One of the coolest spots to hold a seminar in Detroit may be the Fort Shelby Hotel’s 21,000 sq. ft. conference center, which has plenty of new bells and whistles after the hotel underwent a $90 million renovation and joined Doubletree Guest Suites.

The spacious meeting center has earned approval from the International Association of Conference Centers (IACC) and operates under strict guidelines.

Meeting rooms are specially engineered with features such as ergonomic chairs, tables with non-glare surfaces, and appropriate lighting and acoustics.

A full inventory of audio-visual equipment is available, and technicians are on-site. IACC-approved conference centers are ideal for groups of 25 to 75 people.

“You could have a training meeting here for three or four days, be in a very high-tech educational room, and stay in a two-room suite. It’s unlike anything else you’re going to see in the city,” says Shannon Dunavent, the hotel’s general manager.
Since its opening Dec. 15, the hotel has hosted conferences for the automotive and pharmaceutical industries.

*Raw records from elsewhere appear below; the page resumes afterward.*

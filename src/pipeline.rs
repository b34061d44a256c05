use image::{DynamicImage, GrayImage, Rgb, RgbImage};
use std::path::PathBuf;
use std::sync::Arc;
use tracing::{debug, info};

use crate::error::{ColonyError, Result};
use crate::models::{ColonyFeatures, LabelMap, ResultBundle, StagesRun};

/// State that flows through the pipeline.
///
/// Each step reads the outputs of earlier steps and fills in its own; nothing
/// written by an earlier step is modified afterwards.
#[derive(Clone)]
pub struct PlateState {
    /// The decoded input (shared, never modified)
    pub original: Arc<RgbImage>,

    /// Denoised, contrast-enhanced, sharpened image
    pub processed: Option<RgbImage>,

    /// Usable interior of the dish
    pub plate_mask: Option<GrayImage>,

    /// Cleaned foreground before splitting and size filtering
    pub binary_mask: Option<GrayImage>,

    pub label_map: Option<LabelMap>,

    /// Per-colony feature table, ascending by label
    pub colonies: Vec<ColonyFeatures>,

    pub color_clusters: Option<usize>,

    /// Selected top colonies, best first
    pub top_colonies: Vec<u32>,

    pub stages: StagesRun,
}

impl PlateState {
    pub fn from_image(image: RgbImage) -> Self {
        Self {
            original: Arc::new(image),
            processed: None,
            plate_mask: None,
            binary_mask: None,
            label_map: None,
            colonies: Vec::new(),
            color_clusters: None,
            top_colonies: Vec::new(),
            stages: StagesRun {
                morphology: false,
                color: false,
                density: false,
            },
        }
    }

    pub fn processed(&self, step: &str) -> Result<&RgbImage> {
        self.processed.as_ref().ok_or_else(|| missing(step, "a processed image"))
    }

    pub fn plate_mask(&self, step: &str) -> Result<&GrayImage> {
        self.plate_mask.as_ref().ok_or_else(|| missing(step, "a plate mask"))
    }

    pub fn label_map(&self, step: &str) -> Result<&LabelMap> {
        self.label_map.as_ref().ok_or_else(|| missing(step, "a label map"))
    }

    /// Most recent intermediate image, for debug dumps
    pub fn latest_image(&self) -> DynamicImage {
        if let Some(labels) = &self.label_map {
            DynamicImage::ImageRgb8(colorize_labels(labels))
        } else if let Some(mask) = &self.binary_mask {
            DynamicImage::ImageLuma8(mask.clone())
        } else if let Some(mask) = &self.plate_mask {
            DynamicImage::ImageLuma8(mask.clone())
        } else if let Some(processed) = &self.processed {
            DynamicImage::ImageRgb8(processed.clone())
        } else {
            DynamicImage::ImageRgb8(self.original.as_ref().clone())
        }
    }

    /// Assemble the final bundle; fails if a required stage never ran
    pub fn into_bundle(self) -> Result<ResultBundle> {
        const STEP: &str = "Result Assembly";
        let processed_image = self.processed.ok_or_else(|| missing(STEP, "a processed image"))?;
        let plate_mask = self.plate_mask.ok_or_else(|| missing(STEP, "a plate mask"))?;
        let binary_mask = self.binary_mask.ok_or_else(|| missing(STEP, "a binary mask"))?;
        let label_map = self.label_map.ok_or_else(|| missing(STEP, "a label map"))?;

        Ok(ResultBundle {
            original_image: Arc::unwrap_or_clone(self.original),
            processed_image,
            plate_mask,
            binary_mask,
            label_map,
            colonies: self.colonies,
            color_clusters: self.color_clusters,
            top_colonies: self.top_colonies,
            stages: self.stages,
        })
    }
}

fn missing(step: &str, what: &'static str) -> ColonyError {
    ColonyError::StageOrder {
        step: step.to_string(),
        missing: what,
    }
}

/// Render a label map with a stable pseudo-colour per label
pub fn colorize_labels(labels: &LabelMap) -> RgbImage {
    RgbImage::from_fn(labels.width(), labels.height(), |x, y| {
        let label = labels.get_pixel(x, y)[0];
        if label == 0 {
            return Rgb([0, 0, 0]);
        }
        let h = label.wrapping_mul(2_654_435_761);
        Rgb([
            64 + (h >> 24) as u8 % 192,
            64 + (h >> 16) as u8 % 192,
            64 + (h >> 8) as u8 % 192,
        ])
    })
}

/// Debug configuration for pipeline execution
#[derive(Clone, Debug)]
pub struct DebugConfig {
    /// Root directory for debug outputs
    pub output_dir: PathBuf,
    pub enabled: bool,
}

/// Context available to all pipeline steps
#[derive(Clone, Debug, Default)]
pub struct PipelineContext {
    pub verbose: bool,
    pub debug: Option<DebugConfig>,
}

/// Trait that all pipeline steps must implement
pub trait PipelineStep: Send + Sync {
    /// Consume the state and return it with this step's outputs filled in
    fn process(&self, state: PlateState, context: &PipelineContext) -> Result<PlateState>;

    /// Human-readable name for this step (used in logs and debug file names)
    fn name(&self) -> &str;
}

/// Composable pipeline builder
#[derive(Clone, Default)]
pub struct Pipeline {
    steps: Vec<Arc<dyn PipelineStep>>,
    context: PipelineContext,
}

impl Pipeline {
    /// Create a new empty pipeline
    pub fn new() -> Self {
        Self::default()
    }

    /// Log every step at info level
    pub fn with_verbose(mut self, verbose: bool) -> Self {
        self.context.verbose = verbose;
        self
    }

    /// Enable debug mode with output directory.
    /// The directory must be empty or non-existent
    pub fn with_debug(mut self, output_dir: PathBuf) -> Result<Self> {
        if output_dir.exists() {
            let entries = std::fs::read_dir(&output_dir)?;
            if entries.count() > 0 {
                return Err(ColonyError::Io(std::io::Error::new(
                    std::io::ErrorKind::AlreadyExists,
                    format!("Debug directory is not empty: {}", output_dir.display()),
                )));
            }
        } else {
            std::fs::create_dir_all(&output_dir)?;
        }

        self.context.debug = Some(DebugConfig {
            output_dir,
            enabled: true,
        });

        Ok(self)
    }

    /// Add a processing step to the pipeline
    pub fn add_step(mut self, step: Arc<dyn PipelineStep>) -> Self {
        self.steps.push(step);
        self
    }

    /// Helper method to add a step from a Box (for convenience)
    pub fn add_step_boxed(mut self, step: Box<dyn PipelineStep>) -> Self {
        self.steps.push(Arc::from(step));
        self
    }

    pub fn step_names(&self) -> Vec<&str> {
        self.steps.iter().map(|s| s.name()).collect()
    }

    /// Run every step in order on one image
    pub fn run(&self, input: RgbImage) -> Result<PlateState> {
        self.run_partial(input, self.steps.len())
    }

    /// Run only the first `num_steps` steps (useful for inspecting intermediates)
    pub fn run_partial(&self, input: RgbImage, num_steps: usize) -> Result<PlateState> {
        let mut state = PlateState::from_image(input);
        self.save_debug_output(&state, 0, "input")?;

        for (idx, step) in self.steps.iter().take(num_steps).enumerate() {
            if self.context.verbose {
                info!("Running step {}: {}", idx + 1, step.name());
            } else {
                debug!("Running step {}: {}", idx + 1, step.name());
            }

            state = step.process(state, &self.context)?;
            self.save_debug_output(&state, idx + 1, step.name())?;

            if self.context.verbose {
                info!("  → {} colonies", state.colonies.len());
            }
        }

        Ok(state)
    }

    fn save_debug_output(&self, state: &PlateState, index: usize, step_name: &str) -> Result<()> {
        let Some(debug_config) = &self.context.debug else {
            return Ok(());
        };
        if !debug_config.enabled {
            return Ok(());
        }

        let filename = format!("{:02}_{}.png", index, step_name.to_lowercase().replace(' ', "_"));
        let output_path = debug_config.output_dir.join(&filename);
        state
            .latest_image()
            .save(&output_path)
            .map_err(|e| ColonyError::Io(std::io::Error::other(format!("Failed to save debug image: {e}"))))?;

        debug!("Debug: saved {}", filename);
        Ok(())
    }
}
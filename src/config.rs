//! Tunable parameters for the colony analysis pipeline.
//!
//! Every field has a default, so a configuration can be loaded from a partial
//! JSON document:
//!
//! ```no_run
//! use colonyscope::AnalysisConfig;
//!
//! let config: AnalysisConfig = serde_json::from_str(r#"{ "min_colony_size": 30 }"#)?;
//! assert_eq!(config.max_colony_size, 10_000);
//! # Ok::<(), serde_json::Error>(())
//! ```

use serde::{Deserialize, Serialize};
use std::collections::hash_map::DefaultHasher;
use std::hash::{Hash, Hasher};
use std::path::Path;

use crate::error::{ColonyError, Result};

/// How the local mean is computed for adaptive thresholding
#[derive(Debug, Clone, Copy, PartialEq, Eq, Serialize, Deserialize)]
#[serde(rename_all = "snake_case")]
pub enum AdaptiveMethod {
    Mean,
    Gaussian,
}

/// Complete single-image analysis configuration.
///
/// Only the detection-stage parameters are exposed; morphology class
/// thresholds and scoring weights are fixed.
#[derive(Debug, Clone, PartialEq, Serialize, Deserialize)]
#[serde(default)]
pub struct AnalysisConfig {
    /// Bilateral filter neighbourhood diameter in pixels
    pub bilateral_d: u32,
    /// Bilateral filter sigma in colour space
    pub bilateral_sigma_color: f32,
    /// Bilateral filter sigma in coordinate space
    pub bilateral_sigma_space: f32,

    /// CLAHE clip limit (multiple of the uniform bin height)
    pub clahe_clip_limit: f32,
    /// CLAHE tiles per image side
    pub clahe_tile_grid: u32,

    /// Power-law exponent; < 1 brightens, > 1 darkens
    pub gamma: f32,
    /// Sharpening strength; 0 disables sharpening
    pub sharpen_strength: f32,

    /// Fraction of each image edge excluded from the plate region
    pub margin_percent: f32,

    /// Adaptive threshold neighbourhood size (odd, >= 3)
    pub adaptive_block_size: u32,
    /// Offset a pixel must exceed its local mean by to count as foreground
    pub adaptive_c: f32,
    pub adaptive_method: AdaptiveMethod,

    /// Split touching colonies with distance transform + watershed
    pub watershed: bool,
    /// Minimum separation between watershed seeds
    pub watershed_min_distance: u32,

    /// Smallest colony area kept, in pixels
    pub min_colony_size: u32,
    /// Largest colony area kept, in pixels
    pub max_colony_size: u32,

    /// Global colour cluster count; 0 selects the count automatically
    pub color_n_clusters: usize,
    /// Seed for every k-means run
    pub color_random_state: u64,
    /// Number of k-means initialisations; the lowest inertia wins
    pub color_n_init: usize,

    /// Size of the ranked top-colony selection
    pub n_top_colonies: usize,
    /// Diversity pressure in [0, 1]; 0 selects purely by score
    pub penalty_factor: f64,

    pub run_morphology: bool,
    pub run_color_analysis: bool,
    pub run_density_analysis: bool,
}

impl Default for AnalysisConfig {
    fn default() -> Self {
        Self {
            bilateral_d: 9,
            bilateral_sigma_color: 75.0,
            bilateral_sigma_space: 75.0,
            clahe_clip_limit: 3.0,
            clahe_tile_grid: 8,
            gamma: 1.2,
            sharpen_strength: 1.0,
            margin_percent: 0.08,
            adaptive_block_size: 15,
            adaptive_c: 3.0,
            adaptive_method: AdaptiveMethod::Gaussian,
            watershed: true,
            watershed_min_distance: 8,
            min_colony_size: 15,
            max_colony_size: 10_000,
            color_n_clusters: 0,
            color_random_state: 42,
            color_n_init: 10,
            n_top_colonies: 20,
            penalty_factor: 0.5,
            run_morphology: true,
            run_color_analysis: true,
            run_density_analysis: true,
        }
    }
}

impl AnalysisConfig {
    /// The faster, coarser profile used for large batches
    pub fn fast() -> Self {
        Self::default().with_fast_profile()
    }

    /// Apply the fast-profile overrides on top of this configuration
    pub fn with_fast_profile(mut self) -> Self {
        self.bilateral_d = 5;
        self.clahe_clip_limit = 2.0;
        self.adaptive_block_size = 17;
        self.color_n_init = 3;
        self
    }

    /// Load a configuration from a JSON file; missing fields take defaults
    pub fn from_json_file(path: &Path) -> anyhow::Result<Self> {
        let text = std::fs::read_to_string(path)?;
        let config: Self = serde_json::from_str(&text)?;
        Ok(config)
    }

    /// Reject parameter combinations the pipeline cannot run with
    pub fn validate(&self) -> Result<()> {
        if self.bilateral_d == 0 {
            return Err(ColonyError::InvalidConfig("bilateral_d must be positive".into()));
        }
        if !positive(self.bilateral_sigma_color) || !positive(self.bilateral_sigma_space) {
            return Err(ColonyError::InvalidConfig("bilateral sigmas must be positive".into()));
        }
        if !positive(self.clahe_clip_limit) {
            return Err(ColonyError::InvalidConfig("clahe_clip_limit must be positive".into()));
        }
        if self.clahe_tile_grid == 0 {
            return Err(ColonyError::InvalidConfig("clahe_tile_grid must be positive".into()));
        }
        if !positive(self.gamma) {
            return Err(ColonyError::InvalidConfig(format!("gamma must be positive, got {}", self.gamma)));
        }
        if !(self.sharpen_strength.is_finite() && self.sharpen_strength >= 0.0) {
            return Err(ColonyError::InvalidConfig("sharpen_strength must not be negative".into()));
        }
        if !self.adaptive_c.is_finite() {
            return Err(ColonyError::InvalidConfig("adaptive_c must be finite".into()));
        }
        if !(0.0..0.5).contains(&self.margin_percent) {
            return Err(ColonyError::InvalidConfig(format!(
                "margin_percent must be in [0, 0.5), got {}",
                self.margin_percent
            )));
        }
        if self.adaptive_block_size < 3 || self.adaptive_block_size % 2 == 0 {
            return Err(ColonyError::InvalidConfig(format!(
                "adaptive_block_size must be odd and >= 3, got {}",
                self.adaptive_block_size
            )));
        }
        if self.min_colony_size > self.max_colony_size {
            return Err(ColonyError::InvalidConfig(format!(
                "min_colony_size ({}) exceeds max_colony_size ({})",
                self.min_colony_size, self.max_colony_size
            )));
        }
        if self.color_n_init == 0 {
            return Err(ColonyError::InvalidConfig("color_n_init must be at least 1".into()));
        }
        if !(0.0..=1.0).contains(&self.penalty_factor) {
            return Err(ColonyError::InvalidConfig(format!(
                "penalty_factor must be in [0, 1], got {}",
                self.penalty_factor
            )));
        }
        Ok(())
    }

    /// Stable hash of every parameter, for callers that memoize results
    /// keyed on (image, configuration).
    pub fn cache_key(&self) -> u64 {
        let mut hasher = DefaultHasher::new();
        // serde_json output is deterministic for a struct: field order is fixed
        serde_json::to_string(self)
            .unwrap_or_default()
            .hash(&mut hasher);
        hasher.finish()
    }
}

/// Options that only apply to multi-image runs
#[derive(Debug, Clone, Serialize, Deserialize)]
pub struct BatchOptions {
    /// Substitute the fast profile for every image
    pub fast_mode: bool,
    /// Upper bound on images processed at once
    pub max_concurrency: usize,
}

impl Default for BatchOptions {
    fn default() -> Self {
        Self {
            fast_mode: false,
            max_concurrency: std::thread::available_parallelism()
                .map(|n| n.get())
                .unwrap_or(1),
        }
    }
}

/// Finite and greater than zero; NaN fails
fn positive(value: f32) -> bool {
    value.is_finite() && value > 0.0
}
/// Indices of the selected colonies, best first
fn select_top(colonies: &[ColonyFeatures], bio: &[f64], labels: &[u32], params: &ScoringParams) -> Vec<usize> {
    let top_n = params.n_top.min(colonies.len());
    let mut order: Vec<usize> = (0..colonies.len()).collect();
    order.sort_by(by_score_then_label(bio, labels));

    if params.penalty_factor <= 0.0 {
        order.truncate(top_n);
        return order;
    }
    if top_n == 0 {
        return Vec::new();
    }

    let threshold = 1.0 - 0.5 * params.penalty_factor;
    let vectors: Vec<Vec<Option<f64>>> = colonies.iter().map(similarity_vector).collect();

    // (index, effective score)
    let mut selected: Vec<(usize, f64)> = Vec::with_capacity(top_n);
    for &candidate in &order {
        let max_similarity = selected
            .iter()
            .map(|&(s, _)| similarity(&vectors[candidate], &vectors[s]))
            .fold(0.0, f64::max);
        let effective = if max_similarity > threshold {
            bio[candidate] * (1.0 - params.penalty_factor * max_similarity)
        } else {
            bio[candidate]
        };

        if selected.len() < top_n {
            selected.push((candidate, effective));
            continue;
        }
        // weakest selected entry; the later (lower-ranked) one on ties
        let Some((weakest, weakest_score)) = selected
            .iter()
            .enumerate()
            .map(|(pos, &(_, eff))| (pos, eff))
            .fold(None, |acc: Option<(usize, f64)>, cur| match acc {
                Some(best) if best.1 < cur.1 => Some(best),
                _ => Some(cur),
            })
        else {
            continue;
        };
        if effective > weakest_score {
            selected[weakest] = (candidate, effective);
        }
    }

    selected.sort_by(|a, b| {
        b.1.total_cmp(&a.1)
            .then(bio[b.0].total_cmp(&bio[a.0]))
            .then(labels[a.0].cmp(&labels[b.0]))
    });
    selected.into_iter().map(|(i, _)| i).collect()
}
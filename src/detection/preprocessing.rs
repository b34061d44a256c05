use image::{DynamicImage, GrayImage, Luma, Rgb, RgbImage};
use palette::{FromColor, Lab, Srgb};

use crate::config::AnalysisConfig;
use crate::error::{ColonyError, Result};

/// Convert a decoded image to 8-bit RGB, rejecting inputs the pipeline cannot use
pub fn to_rgb(img: &DynamicImage) -> Result<RgbImage> {
    if img.width() == 0 || img.height() == 0 {
        return Err(ColonyError::InvalidImage(format!(
            "image has zero area ({}x{})",
            img.width(),
            img.height()
        )));
    }
    let channels = img.color().channel_count();
    if !matches!(channels, 1 | 3 | 4) {
        return Err(ColonyError::InvalidImage(format!(
            "unsupported channel count {channels} ({:?})",
            img.color()
        )));
    }
    Ok(img.to_rgb8())
}

/// Convert image to grayscale
pub fn to_grayscale(img: &RgbImage) -> GrayImage {
    image::imageops::grayscale(img)
}

/// Parameters of the preprocessing chain
#[derive(Debug, Clone, PartialEq)]
pub struct PreprocessParams {
    pub bilateral_d: u32,
    pub sigma_color: f32,
    pub sigma_space: f32,
    pub clip_limit: f32,
    pub tile_grid: u32,
    pub gamma: f32,
    pub sharpen_strength: f32,
}

impl From<&AnalysisConfig> for PreprocessParams {
    fn from(config: &AnalysisConfig) -> Self {
        Self {
            bilateral_d: config.bilateral_d,
            sigma_color: config.bilateral_sigma_color,
            sigma_space: config.bilateral_sigma_space,
            clip_limit: config.clahe_clip_limit,
            tile_grid: config.clahe_tile_grid,
            gamma: config.gamma,
            sharpen_strength: config.sharpen_strength,
        }
    }
}

/// Full preprocessing chain: bilateral smoothing, CLAHE, gamma, sharpening
pub fn preprocess(img: &RgbImage, params: &PreprocessParams) -> Result<RgbImage> {
    if img.width() == 0 || img.height() == 0 {
        return Err(ColonyError::InvalidImage("image has zero area".into()));
    }
    let smoothed = bilateral_filter(img, params.bilateral_d, params.sigma_color, params.sigma_space);
    let enhanced = enhance_contrast(&smoothed, params.clip_limit, params.tile_grid);
    let corrected = adjust_gamma(&enhanced, params.gamma);
    Ok(sharpen(&corrected, params.sharpen_strength))
}

/// Edge-preserving smoothing.
///
/// Each output pixel is a weighted mean over a circular neighbourhood of
/// `diameter` pixels; weights fall off with spatial distance (`sigma_space`)
/// and with the L1 colour difference to the centre pixel (`sigma_color`).
pub fn bilateral_filter(img: &RgbImage, diameter: u32, sigma_color: f32, sigma_space: f32) -> RgbImage {
    let radius = (diameter / 2) as i64;
    if radius == 0 {
        return img.clone();
    }
    let (width, height) = img.dimensions();
    let (w, h) = (width as i64, height as i64);

    let space_coeff = -0.5 / (sigma_space as f64 * sigma_space as f64);
    let color_coeff = -0.5 / (sigma_color as f64 * sigma_color as f64);

    let mut offsets = Vec::new();
    for dy in -radius..=radius {
        for dx in -radius..=radius {
            let r2 = (dx * dx + dy * dy) as f64;
            if r2 <= (radius * radius) as f64 {
                offsets.push((dx, dy, (r2 * space_coeff).exp()));
            }
        }
    }
    // L1 distance over three channels is at most 3 * 255
    let color_weights: Vec<f64> = (0..=765)
        .map(|d| ((d * d) as f64 * color_coeff).exp())
        .collect();

    let src = img.as_raw();
    let mut out = RgbImage::new(width, height);
    for y in 0..h {
        for x in 0..w {
            let center = ((y * w + x) * 3) as usize;
            let c = [src[center] as i32, src[center + 1] as i32, src[center + 2] as i32];
            let mut acc = [0.0f64; 3];
            let mut norm = 0.0f64;

            for &(dx, dy, ws) in &offsets {
                let nx = x + dx;
                let ny = y + dy;
                if nx < 0 || ny < 0 || nx >= w || ny >= h {
                    continue;
                }
                let idx = ((ny * w + nx) * 3) as usize;
                let p = [src[idx] as i32, src[idx + 1] as i32, src[idx + 2] as i32];
                let diff = (p[0] - c[0]).abs() + (p[1] - c[1]).abs() + (p[2] - c[2]).abs();
                let weight = ws * color_weights[diff as usize];
                acc[0] += weight * p[0] as f64;
                acc[1] += weight * p[1] as f64;
                acc[2] += weight * p[2] as f64;
                norm += weight;
            }

            out.put_pixel(
                x as u32,
                y as u32,
                Rgb([
                    (acc[0] / norm).round().clamp(0.0, 255.0) as u8,
                    (acc[1] / norm).round().clamp(0.0, 255.0) as u8,
                    (acc[2] / norm).round().clamp(0.0, 255.0) as u8,
                ]),
            );
        }
    }
    out
}

/// Contrast-limited adaptive histogram equalization on a single plane.
///
/// The image is split into `grid` x `grid` tiles; each tile's histogram is
/// clipped at `clip_limit` times the uniform bin height and the excess spread
/// over all bins. Pixels are remapped by bilinear interpolation between the
/// four nearest tile mappings.
pub fn clahe(gray: &GrayImage, clip_limit: f32, grid: u32) -> GrayImage {
    let (width, height) = gray.dimensions();
    let grid_x = grid.clamp(1, width.max(1));
    let grid_y = grid.clamp(1, height.max(1));

    let tile_x0 = |i: u32| (i as u64 * width as u64 / grid_x as u64) as u32;
    let tile_y0 = |j: u32| (j as u64 * height as u64 / grid_y as u64) as u32;

    let mut luts = vec![[0u8; 256]; (grid_x * grid_y) as usize];
    for j in 0..grid_y {
        for i in 0..grid_x {
            let (x0, x1) = (tile_x0(i), tile_x0(i + 1));
            let (y0, y1) = (tile_y0(j), tile_y0(j + 1));
            let area = ((x1 - x0) * (y1 - y0)) as u64;
            if area == 0 {
                continue;
            }

            let mut hist = [0u64; 256];
            for y in y0..y1 {
                for x in x0..x1 {
                    hist[gray.get_pixel(x, y)[0] as usize] += 1;
                }
            }

            let limit = ((clip_limit as f64 * area as f64 / 256.0) as u64).max(1);
            let mut excess = 0u64;
            for bin in hist.iter_mut() {
                if *bin > limit {
                    excess += *bin - limit;
                    *bin = limit;
                }
            }
            let per_bin = excess / 256;
            let residual = excess % 256;
            for bin in hist.iter_mut() {
                *bin += per_bin;
            }
            if residual > 0 {
                let step = (256 / residual).max(1) as usize;
                for bin in hist.iter_mut().step_by(step).take(residual as usize) {
                    *bin += 1;
                }
            }

            let lut = &mut luts[(j * grid_x + i) as usize];
            let mut cdf = 0u64;
            for (value, count) in hist.iter().enumerate() {
                cdf += count;
                lut[value] = ((cdf as f64 * 255.0 / area as f64).round()).min(255.0) as u8;
            }
        }
    }

    let tile_w = width as f32 / grid_x as f32;
    let tile_h = height as f32 / grid_y as f32;
    let neighbours = |pos: f32, tile: f32, count: u32| -> (usize, usize, f32) {
        let f = (pos + 0.5) / tile - 0.5;
        let lo = f.floor().clamp(0.0, (count - 1) as f32) as u32;
        let hi = (lo + 1).min(count - 1);
        let t = (f - lo as f32).clamp(0.0, 1.0);
        (lo as usize, hi as usize, t)
    };

    GrayImage::from_fn(width, height, |x, y| {
        let v = gray.get_pixel(x, y)[0] as usize;
        let (i0, i1, tx) = neighbours(x as f32, tile_w, grid_x);
        let (j0, j1, ty) = neighbours(y as f32, tile_h, grid_y);
        let gx = grid_x as usize;
        let top = luts[j0 * gx + i0][v] as f32 * (1.0 - tx) + luts[j0 * gx + i1][v] as f32 * tx;
        let bottom = luts[j1 * gx + i0][v] as f32 * (1.0 - tx) + luts[j1 * gx + i1][v] as f32 * tx;
        Luma([(top * (1.0 - ty) + bottom * ty).round().clamp(0.0, 255.0) as u8])
    })
}

/// CLAHE applied to the lightness channel only, so hues are preserved
pub fn enhance_contrast(img: &RgbImage, clip_limit: f32, grid: u32) -> RgbImage {
    let (width, height) = img.dimensions();
    let labs: Vec<Lab> = img
        .pixels()
        .map(|p| Lab::from_color(Srgb::new(p[0], p[1], p[2]).into_format::<f32>()))
        .collect();

    let lightness = GrayImage::from_fn(width, height, |x, y| {
        let lab = labs[(y * width + x) as usize];
        Luma([(lab.l * 2.55).round().clamp(0.0, 255.0) as u8])
    });
    let equalized = clahe(&lightness, clip_limit, grid);

    RgbImage::from_fn(width, height, |x, y| {
        let mut lab = labs[(y * width + x) as usize];
        lab.l = equalized.get_pixel(x, y)[0] as f32 / 2.55;
        let rgb: Srgb<f32> = Srgb::from_color(lab);
        Rgb([
            (rgb.red.clamp(0.0, 1.0) * 255.0).round() as u8,
            (rgb.green.clamp(0.0, 1.0) * 255.0).round() as u8,
            (rgb.blue.clamp(0.0, 1.0) * 255.0).round() as u8,
        ])
    })
}

/// Power-law remap: out = 255 * (in / 255)^gamma
pub fn adjust_gamma(img: &RgbImage, gamma: f32) -> RgbImage {
    let lut: Vec<u8> = (0..256)
        .map(|v| ((v as f32 / 255.0).powf(gamma) * 255.0).round().clamp(0.0, 255.0) as u8)
        .collect();
    let mut out = img.clone();
    for pixel in out.pixels_mut() {
        for channel in pixel.0.iter_mut() {
            *channel = lut[*channel as usize];
        }
    }
    out
}

/// Boost high frequencies with a 4-neighbour Laplacian kernel.
///
/// Kernel: center weight (1 + 4 * strength), edges -strength. Border pixels
/// are copied unchanged; strength 0 returns the input.
pub fn sharpen(img: &RgbImage, strength: f32) -> RgbImage {
    let (width, height) = img.dimensions();
    let mut sharpened = img.clone();
    if strength == 0.0 || width < 3 || height < 3 {
        return sharpened;
    }

    for y in 1..height - 1 {
        for x in 1..width - 1 {
            let center = img.get_pixel(x, y);
            let top = img.get_pixel(x, y - 1);
            let bottom = img.get_pixel(x, y + 1);
            let left = img.get_pixel(x - 1, y);
            let right = img.get_pixel(x + 1, y);

            let mut out = [0u8; 3];
            for c in 0..3 {
                let neighbours = top[c] as f32 + bottom[c] as f32 + left[c] as f32 + right[c] as f32;
                let value = center[c] as f32 * (1.0 + 4.0 * strength) - neighbours * strength;
                out[c] = value.round().clamp(0.0, 255.0) as u8;
            }
            sharpened.put_pixel(x, y, Rgb(out));
        }
    }
    sharpened
}
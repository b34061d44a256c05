use thiserror::Error;

/// Errors raised by the colony analysis pipeline.
///
/// An empty plate (zero colonies) and an undetectable dish boundary are not
/// errors; both produce a valid, possibly empty, result.
#[derive(Error, Debug)]
pub enum ColonyError {
    #[error("Invalid image: {0}")]
    InvalidImage(String),

    #[error("Invalid configuration: {0}")]
    InvalidConfig(String),

    #[error(
        "{feature_set} requires at least {required} features, but only {} available: {}",
        .available.len(),
        join_or_none(.available)
    )]
    InsufficientFeatures {
        feature_set: String,
        required: usize,
        available: Vec<String>,
    },

    #[error("Pipeline step '{step}' needs {missing}; add the step that produces it first")]
    StageOrder { step: String, missing: &'static str },

    #[error("Need at least {required} colonies, found {found}")]
    InsufficientColonies { required: usize, found: usize },

    #[error("Need at least {required} samples, found {found}")]
    InsufficientSamples { required: usize, found: usize },

    #[error("Statistical test failed: {0}")]
    Statistics(String),

    #[error("I/O error: {0}")]
    Io(#[from] std::io::Error),

    #[error("Failed to build worker pool: {0}")]
    ThreadPool(#[from] rayon::ThreadPoolBuildError),
}

pub type Result<T> = std::result::Result<T, ColonyError>;

fn join_or_none(names: &[String]) -> String {
    if names.is_empty() {
        "none".to_string()
    } else {
        names.join(", ")
    }
}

The hotel’s careful renovation and charm are part of the attraction. The grand staircase and the Crystal Ballroom have been restored, and the terrazzo flooring remains intact. “The developers really put a lot of passion into making this building spectacular, and by doing that it’s created a very classic, historic feel,” says Dunavent.

Guest suites at the hotel range from 650 to 1,200 sq. ft., and the average room rate is about $189. By contrast, the average size of a U.S. hotel room is approximately 325 sq. ft. The high-quality educational facilities have been a big selling point with meeting planners.

Transformation of the Fort Shelby into 203 spacious guest suites was a Herculean effort. The project took six years to complete from conception to inception, but it was worth the effort, says Richard Curto, a principal with MCP Development LLC, owner and developer of the new Doubletree Guest Suites Fort Shelby.

The hotel on Lafayette Boulevard was originally built in 1917 as a 10-story building; a major addition came in 1927.

“The biggest satisfaction by far for our ownership group was to convert a closed-down, dilapidated structure into a beautifully renovated and modern mixed-use development that helped re-energize an area of downtown Detroit and add significant local employment,” says Curto.